CERTAIN COUNTIES HAVE an enduring relationship with numbers on the jerseys.
Take Dublin for example and draw the line from Paddy Cullen through John O’Leary and right on to Stephen Cluxton wearing the number 1.
You could take Meath and the lineage that flows from Paddy ‘Hands’ O’Brien, Mick Lyons and Darren Fay as the custodians of the edge of their own square, clad in the number 3.
Clare hurlers Seán Stack, Seanie McMahon and, in the present day, John Conlon? Number 6; centre-backs.
For Tyrone football, the number 14 is as treasured as Manchester United’s number 7 of Best, Robson, Beckham and Ronaldo.
Tyrone have been in love with their full-forwards since the 1950s exploits of Frankie Donnelly of Carrickmore. He once scored the astonishing tally of 4-11 against Fermanagh in a Dr Lagan Cup match.
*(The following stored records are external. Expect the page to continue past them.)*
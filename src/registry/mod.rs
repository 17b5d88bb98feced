//! The model registry: validated CRUD over the in-memory store, with every
//! mutation followed by a fresh health probe.

mod store;
mod types;

pub use store::RegistryStore;
pub use types::{
    EntryFields, EntryUpdate, GenerationParams, HealthStatus, NewEntry, RegistryEntry,
    DEFAULT_PROBE_TIMEOUT_MS,
};

use chrono::Utc;
use futures::future::join_all;
use uuid::Uuid;

use crate::error::{ApiError, Result};
use crate::probe::HealthProber;

#[derive(Clone)]
pub struct RegistryService {
    store: RegistryStore,
    prober: HealthProber,
}

impl RegistryService {
    pub fn new(store: RegistryStore, prober: HealthProber) -> Self {
        Self { store, prober }
    }

    pub fn store(&self) -> &RegistryStore {
        &self.store
    }

    /// Re-probes every entry concurrently, records the outcomes, and returns
    /// the entries in insertion order.
    pub async fn refresh_all(&self) -> Vec<RegistryEntry> {
        let snapshot = self.store.list().await;
        let outcomes = join_all(snapshot.into_iter().map(|entry| async move {
            let status = self.prober.probe(&entry).await;
            (entry.id, status, Utc::now())
        }))
        .await;

        self.store.record_statuses(&outcomes).await;
        self.store.list().await
    }

    pub async fn create(&self, new_entry: NewEntry) -> Result<RegistryEntry> {
        let fields = new_entry.validate()?;
        let now = Utc::now();
        let mut entry = RegistryEntry {
            id: Uuid::new_v4().to_string(),
            display_name: fields.display_name,
            kind: fields.kind,
            endpoint_url: fields.endpoint_url,
            auth_token: fields.auth_token,
            generation_defaults: fields.generation_defaults,
            last_known_status: HealthStatus::Offline,
            last_checked_at: None,
            created_at: now,
            updated_at: now,
        };

        entry.last_known_status = self.prober.probe(&entry).await;
        entry.last_checked_at = Some(Utc::now());

        let entry = self.store.insert(entry).await?;
        tracing::info!(
            registry_id = %entry.id,
            kind = %entry.kind,
            endpoint = %entry.endpoint_url,
            status = %entry.last_known_status,
            "registry entry created"
        );
        Ok(entry)
    }

    pub async fn update(&self, update: EntryUpdate) -> Result<RegistryEntry> {
        let id = update.id.trim().to_string();
        let existing = self
            .store
            .get(&id)
            .await
            .ok_or_else(|| ApiError::NotFound(format!("registry entry '{}' not found", id)))?;

        let keep_token = update.fields.auth_token.is_none();
        let fields = update.fields.validate()?;

        let updated = RegistryEntry {
            id,
            display_name: fields.display_name,
            kind: fields.kind,
            endpoint_url: fields.endpoint_url,
            auth_token: if keep_token { existing.auth_token } else { fields.auth_token },
            generation_defaults: fields.generation_defaults,
            last_known_status: existing.last_known_status,
            last_checked_at: existing.last_checked_at,
            created_at: existing.created_at,
            updated_at: Utc::now(),
        };
        let mut updated = self.store.replace(updated).await?;

        let status = self.prober.probe(&updated).await;
        let checked_at = Utc::now();
        match self.store.record_status(&updated.id, status, checked_at).await {
            Some(stored) => updated = stored,
            None => {
                updated.last_known_status = status;
                updated.last_checked_at = Some(checked_at);
            }
        }

        tracing::info!(registry_id = %updated.id, status = %updated.last_known_status, "registry entry updated");
        Ok(updated)
    }

    pub async fn delete(&self, id: &str) {
        if self.store.remove(id).await {
            tracing::info!(registry_id = %id, "registry entry deleted");
        } else {
            tracing::debug!(registry_id = %id, "delete of unknown registry entry ignored");
        }
    }
}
The man who cemented the legacy for others to build upon was the late Frank McGuigan, who died in the early hours of Sunday morning, aged 71.
Sometimes he played midfield, but it was as an attacker that could do it all that he really excelled.
The example that routinely comes up was his 1984 Ulster final performance when he hit 0-11 for Tyrone in beating Armagh. There was a perfect symmetry to it in that he kicked five off his right boot, five off his left, and fisted the remaining one.
That evening, a 13-year-old Peter Canavan made his way home from the Ulster final with nothing but inspiration and wonderment in his head.
As soon as the car pulled up in Seskilgreen townland, he grabbed his football and started to kick the ball with his left foot, tentatively at first, growing in confidence.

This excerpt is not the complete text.